Last year, latest figures on UK adviser numbers showed an increase to 28,227 in 2022 from 27,839 in 2021. In 2020 there had been 27,501. We await figures for 2023 this year.
Why is that happening?
Ask any adviser and they will tell you that their profession has undergone multiple and overlapping phases of regulation, professionalisation, and private equity-driven (and very publically-scrutinised) consolidation. It’s also survived a pandemic and the onset of scalable wealth management technology.
You might think that would turn the tendency for advisers to retire in the 50s and 60s into an overpowering trend.

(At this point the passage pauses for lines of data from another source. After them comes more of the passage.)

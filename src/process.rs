//! Derived media generation.
//!
//! Plans which artifacts are missing from the output tree and runs them on a
//! bounded worker pool.
//!
//! ## Required artifacts
//!
//! | Kind | Files under `site-metadata/galleries/<gid>/` |
//! |---|---|
//! | Image | `<iid>.thumbnail.jpg`, `<iid>.poster.jpg` |
//! | Audio | `<iid>.mp3`, `<iid>.ogg` |
//! | Video | `<iid>.thumbnail.jpg`, `<iid>.poster.jpg`, `<iid>.mp4`, `<iid>.ogv`, `<iid>.webm` |
//!
//! A file whose name is already registered in the output tree is never
//! regenerated, so a second run over unchanged input plans nothing and a
//! failed job is simply retried by the next run.
//!
//! ## Parallel Processing
//!
//! Planning is single-threaded and finishes before any job starts, so it sees
//! a consistent snapshot of the output tree. Jobs then run on a dedicated
//! [rayon](https://docs.rs/rayon) pool; each one writes exactly one distinct
//! file. Failures are logged with the target path and collected into the
//! [`ProcessReport`] without stopping sibling jobs. There is no per-job
//! timeout: a hung external tool blocks the run.

use crate::config::Workspace;
use crate::diff::TreeDiff;
use crate::imaging::{Artifact, MediaTranscoder, TranscodeParams};
use crate::scan::{InputTree, OutputTree};
use crate::types::{MediaItem, Size};
use rayon::prelude::*;
use std::path::Path;
use thiserror::Error;
use tracing::{debug, error, info, warn};

#[derive(Error, Debug)]
pub enum ProcessError {
    #[error("IO error: {0}")]
    Io(#[from] std::io::Error),
    #[error("Cannot start worker pool: {0}")]
    Pool(#[from] rayon::ThreadPoolBuildError),
}

/// One file to generate.
#[derive(Debug, Clone, PartialEq, Eq)]
pub struct ArtifactJob {
    pub gallery_id: String,
    pub item_id: String,
    pub artifact: Artifact,
    /// Web-root-relative path of the file to create.
    pub target: String,
    pub params: TranscodeParams,
}

#[derive(Debug, Clone, PartialEq, Eq)]
pub struct FailedJob {
    pub target: String,
    pub error: String,
}

/// Outcome of a media run.
#[derive(Debug, Clone, Default, PartialEq, Eq)]
pub struct ProcessReport {
    /// Jobs the planner found missing.
    pub planned: usize,
    pub created: Vec<String>,
    pub failed: Vec<FailedJob>,
}

/// Relative target path and size of one artifact of `item`.
fn artifact_target(workspace: &Workspace, item: &MediaItem, artifact: Artifact) -> (String, Size) {
    match artifact {
        Artifact::ImageThumbnail | Artifact::VideoThumbnail => {
            (item.thumbnail.path.clone(), item.thumbnail.size())
        }
        Artifact::ImagePoster | Artifact::VideoPoster => {
            (item.poster.path.clone(), item.poster.size())
        }
        // Renditions are scaled like the poster
        _ => {
            let base = workspace.paths().artifact_base(&item.gallery_id, &item.id);
            let ext = artifact.rendition_extension().unwrap_or_default();
            (format!("{base}.{ext}"), item.poster.size())
        }
    }
}

fn file_name(relative: &str) -> &str {
    relative.rsplit('/').next().unwrap_or(relative)
}

/// Every artifact of the input tree whose file is not in the output tree,
/// in gallery/item id order.
pub fn plan(workspace: &Workspace, input: &InputTree, output: &OutputTree) -> Vec<ArtifactJob> {
    let mut jobs = Vec::new();
    for (gallery_id, gallery) in &input.galleries {
        for (item_id, item) in &gallery.items {
            for &artifact in Artifact::required_for(item.kind) {
                let (target, size) = artifact_target(workspace, item, artifact);
                if output.contains_file(gallery_id, item_id, file_name(&target)) {
                    continue;
                }
                jobs.push(ArtifactJob {
                    gallery_id: gallery_id.clone(),
                    item_id: item_id.clone(),
                    artifact,
                    params: TranscodeParams {
                        source: workspace.resolve(&item.original_path),
                        output: workspace.resolve(&target),
                        size,
                    },
                    target,
                });
            }
        }
    }
    jobs
}

/// Create output folders of new galleries. Returns the folders created.
pub fn create_gallery_dirs(workspace: &Workspace, diff: &TreeDiff) -> Result<Vec<String>, ProcessError> {
    let mut created = Vec::new();
    for gallery_id in &diff.new_galleries {
        let dir = workspace.output_galleries_dir().join(gallery_id);
        if dir.is_dir() {
            continue;
        }
        if !workspace.dry_run {
            std::fs::create_dir_all(&dir)?;
        }
        info!("Created folder \"{}\"", dir.display());
        created.push(gallery_id.clone());
    }
    Ok(created)
}

/// Remove whatever a failed job left at its output, so the next scan does
/// not register it and the job is planned again.
fn discard_partial(output: &Path) {
    match std::fs::remove_file(output) {
        Ok(()) => debug!("Removed partial output \"{}\"", output.display()),
        Err(e) if e.kind() == std::io::ErrorKind::NotFound => {}
        Err(e) => warn!("Cannot remove partial output \"{}\" ({})", output.display(), e),
    }
}

/// Run `jobs` on a pool of `threads` workers and wait for all of them.
///
/// A failed job never leaves a file behind.
pub fn execute(
    jobs: &[ArtifactJob],
    transcoder: &(impl MediaTranscoder + ?Sized),
    threads: usize,
) -> Result<ProcessReport, ProcessError> {
    let pool = rayon::ThreadPoolBuilder::new()
        .num_threads(threads)
        .build()?;
    debug!("{} operations queued on {} workers", jobs.len(), threads);

    let results: Vec<_> = pool.install(|| {
        jobs.par_iter()
            .map(|job| {
                let result = job.artifact.run(transcoder, &job.params);
                if result.is_err() {
                    discard_partial(&job.params.output);
                }
                (job, result)
            })
            .collect()
    });

    let mut report = ProcessReport {
        planned: jobs.len(),
        ..Default::default()
    };
    for (job, result) in results {
        match result {
            Ok(()) => {
                info!("Created \"{}\"", job.target);
                report.created.push(job.target.clone());
            }
            Err(e) => {
                error!(
                    "Cannot write to \"{}\" ({})",
                    job.params.output.display(),
                    e
                );
                report.failed.push(FailedJob {
                    target: job.target.clone(),
                    error: e.to_string(),
                });
            }
        }
    }
    Ok(report)
}

/// Create folders, plan and run every missing artifact.
///
/// In dry-run mode the planned artifacts are only logged.
pub fn generate_media(
    workspace: &Workspace,
    input: &InputTree,
    output: &OutputTree,
    diff: &TreeDiff,
    transcoder: &(impl MediaTranscoder + ?Sized),
) -> Result<ProcessReport, ProcessError> {
    info!(">>>>> Creating media metadata files started...");
    create_gallery_dirs(workspace, diff)?;
    let jobs = plan(workspace, input, output);

    let report = if workspace.dry_run {
        for job in &jobs {
            info!("Would create \"{}\" ({})", job.target, job.artifact);
        }
        ProcessReport {
            planned: jobs.len(),
            ..Default::default()
        }
    } else {
        let threads = crate::config::effective_threads(&workspace.config.processing);
        execute(&jobs, transcoder, threads)?
    };

    info!("<<<<< Creating media metadata files finished.");
    Ok(report)
}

You’d be wrong.
One reason the numbers are slowly on the up is a clique of public-spirited financial advice experts who have, through a combination of business launches and their own sheer goodwill, encouraged new candidates and second careerists to join their profession.
The biggest name on the block in this regard is NextGen Planners. Founded in 2017 by two financial adviser friends who wanted to offer younger financial planners and paraplanners a safe space to discuss best practice and business ideas, it’s now an established limited company offering their colleagues everything short of what’s known in the biz as “authorisation” – the permission needed to give formal recommendations to clients.
Be it exam support, training ideas, or personnel support, NextGen Planners can be considered a best-in-class provider. Only it knows precisely how many advisers its efforts have created.
Other businesses are also making serious contributions to this agenda, however.
Some of them are financial advice businesses in their own right with so-called “academies” whose learning programmes take school leavers and university graduates from “zero to hero.” But there is also a micro-economy in adviser support businesses, and one of them is launching a new partnership..
The Verve Group helps people start, build, and refine financial advice businesses. But under that moniker sits a smaller but significant operation called The Verve Foundation, whose not-for-profit programme We Are Change offered people whose careers were disrupted by Covid-19 the chance to earn a funded Level 4 Chartered Insurance Institute qualification. More than 400 people applied in its first two weeks.
Two weeks ago, however, the company took another step. To bolster the offering, it has partnered with recruitment firm Antony George Recruitment, the UK’s first subscription-based recruitment agency for the financial planning and advice world. The move creates a pipeline that will hopefully put advisers behind desks at financial planning firms across the UK.
“Our We Are Change programme operates through sponsorship from established firms and providers,” says Hayley Rabbetts, head of The Verve Foundation.
“Those sponsors can recruit from the talent pool but when there aren’t roles available through existing sponsors, we need to ensure there are still opportunities for our students; working with Antony George will allow us to achieve that.
Adds Lewis Byford, co-director at Antony George: “the financial services industry is in constant need of fresh perspectives and diverse talents.
“Our collaboration aims to bridge the gaps between skills development and employment opportunities, ensuring aspiring individuals entering the finance sector receive the necessary training and support for a successful career.
“The values of The Verve Foundation resonate with our commitment to adopting positive change in the industry, and we look forward to working together to empower and uplift the next generation of financial professionals.”
And that’s just one reason why, as with so many of such initiatives, the next person you talk to about investing a windfall or planning your retirement could be under the age of 35.